Cisterns and Water Management

View from inside a cistern, looking up the cistern shaft

View from inside a cistern, looking up the cistern shaft

The seaside location of Notion brought many advantages but suffered from a major deficiency: a complete lack of fresh water. One goal of the survey is to use a study of Notion’s water supply to help us understand how residents made the site inhabitable and to test the hypothesis that the city was largely abandoned by the early Roman period, only a few centuries after its re-founding. The survey has so far identified a network of at least a dozen cisterns, along with a number of stone pipe blocks, that demonstrate how the city’s inhabitants responded to this challenge.

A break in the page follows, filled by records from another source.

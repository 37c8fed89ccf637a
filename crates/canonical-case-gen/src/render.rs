// crates/canonical-case-gen/src/render.rs
// ============================================================================
// Module: Module Rendering
// Description: Canonical YAML serialization and `test_case` module rendering.
// Purpose: Produce the generated Rust source for a catalog, fully in memory.
// Dependencies: serde_yaml
// ============================================================================

//! ## Overview
//! Rendering is a pure function of the catalog and the config: a fixed header,
//! one `#[test_case]` attribute per entry in catalog order, and a footer that
//! re-parses each embedded block into the runner's case type.
//!
//! ### Design Notes
//! - Definitions are embedded in raw string literals. The hash count grows
//!   when the payload itself contains a `"#…` sequence, up to the 255 rustc
//!   allows; longer runs fail the render.
//! - Display names are escaped into ordinary string literals.
//! - With `sort_keys`, mapping keys are ordered recursively so the output does
//!   not depend on how the catalog was edited. Sequences keep their order.

use std::cmp::Ordering;
use std::fmt::Write;

use serde_yaml::Mapping;
use serde_yaml::Value;
use serde_yaml::value::TaggedValue;

use crate::Catalog;
use crate::CodegenError;
use crate::GeneratorConfig;
use crate::display_name;

/// Generator name written into the header of every generated module.
pub const GENERATOR_NAME: &str = "canonical-case-gen";

/// Largest `#` count rustc accepts on a raw string literal.
const MAX_RAW_STRING_HASHES: usize = 255;

// ============================================================================
// SECTION: Module Rendering
// ============================================================================

/// Renders the full generated module for a catalog.
///
/// # Errors
///
/// Returns [`CodegenError::Write`] if a test definition cannot be serialized
/// or cannot be embedded in a raw string literal.
///
/// # Examples
/// ```
/// use canonical_case_gen::Catalog;
/// use canonical_case_gen::GeneratorConfig;
/// use canonical_case_gen::render_module;
///
/// # fn main() -> Result<(), canonical_case_gen::CodegenError> {
/// let catalog = Catalog::parse("version: 1\ntests:\n  testOne: {a: 1}\n")?;
/// let source = render_module(&catalog, &GeneratorConfig::default())?;
/// assert!(source.contains("; \"One\")]"));
/// # Ok(())
/// # }
/// ```
pub fn render_module(catalog: &Catalog, config: &GeneratorConfig) -> Result<String, CodegenError> {
    let mut out = String::new();
    render_header(&mut out, config);
    for entry in catalog.entries() {
        let yaml = canonical_yaml(&entry.definition, config.sort_keys).map_err(|err| {
            CodegenError::Write(format!("unable to serialize `{}`: {err}", entry.key))
        })?;
        let hashes = raw_string_hashes(&yaml).ok_or_else(|| {
            CodegenError::Write(format!(
                "`{}` needs more than {MAX_RAW_STRING_HASHES} raw string hashes",
                entry.key
            ))
        })?;
        render_entry(&mut out, display_name(&entry.key, &config.name_prefix), &yaml, hashes);
    }
    render_footer(&mut out, config);
    Ok(out)
}

/// Writes the module header: provenance line and shared imports.
fn render_header(out: &mut String, config: &GeneratorConfig) {
    let source = config.catalog_path.file_name().map_or_else(
        || config.catalog_path.display().to_string(),
        |name| name.to_string_lossy().into_owned(),
    );
    let _ =
        writeln!(out, "//! AUTO GENERATED WITH `{GENERATOR_NAME}` from `{source}`. DO NOT EDIT.");
    let _ = writeln!(out, "use super::{{{}, {}}};", config.runner_fn, config.case_type);
    out.push_str("use test_case::test_case;\n\n");
}

/// Writes one `#[test_case]` registration.
fn render_entry(out: &mut String, name: &str, yaml: &str, hashes: usize) {
    let hashes = "#".repeat(hashes);
    let _ = writeln!(
        out,
        "#[test_case(r{hashes}\"\n{yaml}\"{hashes}; {})]",
        rust_string_literal(name)
    );
}

/// Writes the shared entry function every registration calls.
fn render_footer(out: &mut String, config: &GeneratorConfig) {
    let _ = writeln!(out, "fn {}(input: &str) {{", config.entry_fn);
    let _ = writeln!(
        out,
        "    let test_case: {} = serde_yaml::from_str(input).expect(\"Bad YAML input\");",
        config.case_type
    );
    let _ = writeln!(out, "    {}(test_case);", config.runner_fn);
    out.push_str("}\n");
}

// ============================================================================
// SECTION: Canonical Serialization
// ============================================================================

/// Serializes a test definition into its canonical YAML text.
///
/// The output always ends with a newline and keeps non-ASCII text unescaped.
/// Parsing it back yields a value equal to `value`.
///
/// # Errors
///
/// Returns the underlying [`serde_yaml::Error`] when serialization fails.
pub fn canonical_yaml(value: &Value, sort_keys: bool) -> Result<String, serde_yaml::Error> {
    if sort_keys {
        serde_yaml::to_string(&sorted_value(value))
    } else {
        serde_yaml::to_string(value)
    }
}

/// Returns a value with mapping keys sorted at every depth.
fn sorted_value(value: &Value) -> Value {
    match value {
        Value::Sequence(items) => Value::Sequence(items.iter().map(sorted_value).collect()),
        Value::Mapping(map) => {
            let mut pairs: Vec<(&Value, &Value)> = map.iter().collect();
            pairs.sort_by(|(left, _), (right, _)| key_order(left, right));
            let mut sorted = Mapping::with_capacity(pairs.len());
            for (key, value) in pairs {
                sorted.insert(key.clone(), sorted_value(value));
            }
            Value::Mapping(sorted)
        }
        Value::Tagged(tagged) => Value::Tagged(Box::new(TaggedValue {
            tag: tagged.tag.clone(),
            value: sorted_value(&tagged.value),
        })),
        _ => value.clone(),
    }
}

/// Total order over mapping keys: by kind first, then by content.
fn key_order(left: &Value, right: &Value) -> Ordering {
    match (left, right) {
        (Value::String(left), Value::String(right)) => left.cmp(right),
        (Value::Bool(left), Value::Bool(right)) => left.cmp(right),
        (Value::Number(left), Value::Number(right)) => {
            let numeric = match (left.as_f64(), right.as_f64()) {
                (Some(l), Some(r)) => l.total_cmp(&r),
                _ => Ordering::Equal,
            };
            numeric.then_with(|| key_text(left).cmp(&key_text(right)))
        }
        _ => key_rank(left)
            .cmp(&key_rank(right))
            .then_with(|| key_text(left).cmp(&key_text(right))),
    }
}

/// Ranks value kinds for key ordering.
const fn key_rank(value: &Value) -> u8 {
    match value {
        Value::Null => 0,
        Value::Bool(_) => 1,
        Value::Number(_) => 2,
        Value::String(_) => 3,
        Value::Sequence(_) => 4,
        Value::Mapping(_) => 5,
        Value::Tagged(_) => 6,
    }
}

/// Text form of a key, used to break ties between non-string keys.
fn key_text<T: serde::Serialize>(value: &T) -> String {
    serde_yaml::to_string(value).unwrap_or_default()
}

// ============================================================================
// SECTION: Rust Literals
// ============================================================================

/// Returns the number of `#` needed so `"` + hashes never occurs in `text`.
///
/// `None` when that exceeds [`MAX_RAW_STRING_HASHES`].
fn raw_string_hashes(text: &str) -> Option<usize> {
    let mut longest = 0;
    let mut rest = text;
    while let Some(index) = rest.find('"') {
        rest = &rest[index + 1 ..];
        let run = rest.chars().take_while(|ch| *ch == '#').count();
        longest = longest.max(run);
    }
    (longest < MAX_RAW_STRING_HASHES).then_some(longest + 1)
}

/// Renders text as an escaped Rust string literal.
fn rust_string_literal(value: &str) -> String {
    let mut literal = String::with_capacity(value.len() + 2);
    literal.push('"');
    for ch in value.chars() {
        match ch {
            '"' => literal.push_str("\\\""),
            '\\' => literal.push_str("\\\\"),
            '\n' => literal.push_str("\\n"),
            '\r' => literal.push_str("\\r"),
            '\t' => literal.push_str("\\t"),
            ch if ch.is_control() => {
                let _ = write!(literal, "\\u{{{:x}}}", u32::from(ch));
            }
            ch => literal.push(ch),
        }
    }
    literal.push('"');
    literal
}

Our documentation of these structures includes making 3D models using a laser scanner and analyzing remote sensing date for signatures of subterranean water features. The cisterns are generally bottle- or carafe-shaped in section, expanding from a diameter of 1-2 m at the top to 3-4 m at the bottom, and extending down to a preserved depth of 5-7 m. They range in capacity from about 4.5 to over 50 m3 and are excavated from the two major types of bedrock on the site, schist and limestone. Most are lined with hydraulic mortar. In several cisterns the terracotta pipes for water intake remain in situ, laid above bedrock level below the large stone slabs used to build up and cover the cistern opening. They are located across the site, both in public areas, such as around the Agora and Theater, and in residential quarters. Since similar carafe-shaped cisterns are most common in the Hellenistic period, the construction of the cisterns at Notion likely corresponds in time with the period when the city was re-founded and enjoyed its greatest occupation, as suggested by the identifiable surface pottery examined so far, which dates only from the 2nd century BCE to the 1st century CE. Notion may also have been served by a running water supply, but no clear evidence of an aqueduct has yet been found. What is even more unusual is the absence of bath complexes and the very limited use of mortared rubble construction – both hallmarks of the Roman period. All of these clues suggest that Notion ceased to be a vibrant city after the 1st century CE. Research on the cisterns and water management at Notion is overseen by Angela Commito; the laser scanning is done by Christian Kurtze.